Risks with google/any.proto

Our platform supports google.protobuf/any.proto and while it works great, it has an extremely high likelihood of causing conflicts if it plays a significant part in your message building strategy.

Example

Assuming you have the following protobuf schema:

type Message {
  string message_id = 1;
  google.Any data = 2;
}

Assuming two events are emitted that have data set to the following types:

type BillingDetails {
  int id = 1;
}
type SignupDetails {
  string id = 1;
}

After decode of the Message, you get a schema conflict:

// Decoded BillingDetails
{
  "message_id": "foo",
  "data": {
    "id": 123
  }
}
// Decoded SignupDetails
{
  "message_id": "foo",
  "data": {
    "id": "bar"
  }
}

Meaning, because both BillingDetails and SignupDetails are assigned to the data field, the structure of data will be different between events.
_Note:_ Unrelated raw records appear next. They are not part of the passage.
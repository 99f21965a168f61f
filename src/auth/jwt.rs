use chrono::{DateTime, Duration, Utc};
use jsonwebtoken::{decode, encode, Algorithm, DecodingKey, EncodingKey, Header, Validation};
use uuid::Uuid;

use crate::auth::{AuthError, Claims};

/// JWT token service for creating and validating session tokens
#[derive(Clone)]
pub struct JwtService {
    encoding_key: EncodingKey,
    decoding_key: DecodingKey,
    expires_in: Duration,
}

impl std::fmt::Debug for JwtService {
    fn fmt(&self, f: &mut std::fmt::Formatter<'_>) -> std::fmt::Result {
        f.debug_struct("JwtService")
            .field("encoding_key", &"[REDACTED]")
            .field("decoding_key", &"[REDACTED]")
            .field("expires_in", &self.expires_in)
            .finish()
    }
}

impl JwtService {
    /// Create a new JWT service with the given secret and token lifetime
    pub fn new(secret: &str, expires_in: Duration) -> Self {
        Self {
            encoding_key: EncodingKey::from_secret(secret.as_bytes()),
            decoding_key: DecodingKey::from_secret(secret.as_bytes()),
            expires_in,
        }
    }

    /// Sign a session token whose subject is the user id
    pub fn create_token(&self, user_id: Uuid) -> Result<String, AuthError> {
        let now = Utc::now();
        let exp = now
            .checked_add_signed(self.expires_in)
            .ok_or(AuthError::TokenLifetime)?;

        let claims = Claims {
            sub: user_id.to_string(),
            exp: exp.timestamp().max(0) as usize,
            iat: now.timestamp() as usize,
        };

        encode(&Header::default(), &claims, &self.encoding_key).map_err(AuthError::Jwt)
    }

    /// Validate and decode a token
    pub fn validate_token(&self, token: &str) -> Result<Claims, AuthError> {
        let validation = Validation::new(Algorithm::HS256);

        decode::<Claims>(token, &self.decoding_key, &validation)
            .map(|token_data| token_data.claims)
            .map_err(|err| match err.kind() {
                jsonwebtoken::errors::ErrorKind::ExpiredSignature => AuthError::TokenExpired,
                _ => AuthError::InvalidToken,
            })
    }

    /// Validate a token and return its subject and expiry
    pub fn verify_subject(&self, token: &str) -> Result<(Uuid, DateTime<Utc>), AuthError> {
        let claims = self.validate_token(token)?;
        let user_id = claims.user_id().ok_or(AuthError::InvalidToken)?;
        let expires_at =
            DateTime::from_timestamp(claims.exp as i64, 0).ok_or(AuthError::InvalidToken)?;
        Ok((user_id, expires_at))
    }

    pub fn expires_in_seconds(&self) -> usize {
        self.expires_in.num_seconds().max(0) as usize
    }
}

/// Extract bearer token from authorization header
pub fn extract_bearer_token(auth_header: &str) -> Result<&str, AuthError> {
    let token = auth_header
        .strip_prefix("Bearer ")
        .ok_or(AuthError::InvalidAuthHeaderFormat)?
        .trim();

    if token.is_empty() {
        return Err(AuthError::InvalidAuthHeaderFormat);
    }

    Ok(token)
}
This will cause conflicts in any system that tries to index the data.

Solution

Use oneof.

The result will be longer but it will be:

  • Explicit - whoever is working with your protobuf schemas knows exactly what can be injected into the message

  • Has no chance for conflicts

This is what it would look like if the previous examples were oneof:

type Message {
  string message_id = 1;
  
  oneof details {
    BillingDetails billing = 2;
    SignupDetails signup = 3;
}

If this was decoded - you will have this:

// Decoded SignupDetails
{
  "message_id": "foo",
    "details": {
      "billing": {
        "id": "bar"
   }
  }
}
// Decoded BillingDetails
{
  "message_id": "foo",
  "details": {
    "signup": {
      "id": 123
    }
  }
}

This presents no conflicts because both “BillingDetails” and “SignupDetails” are stored in their own object and do not collide with any existing keys.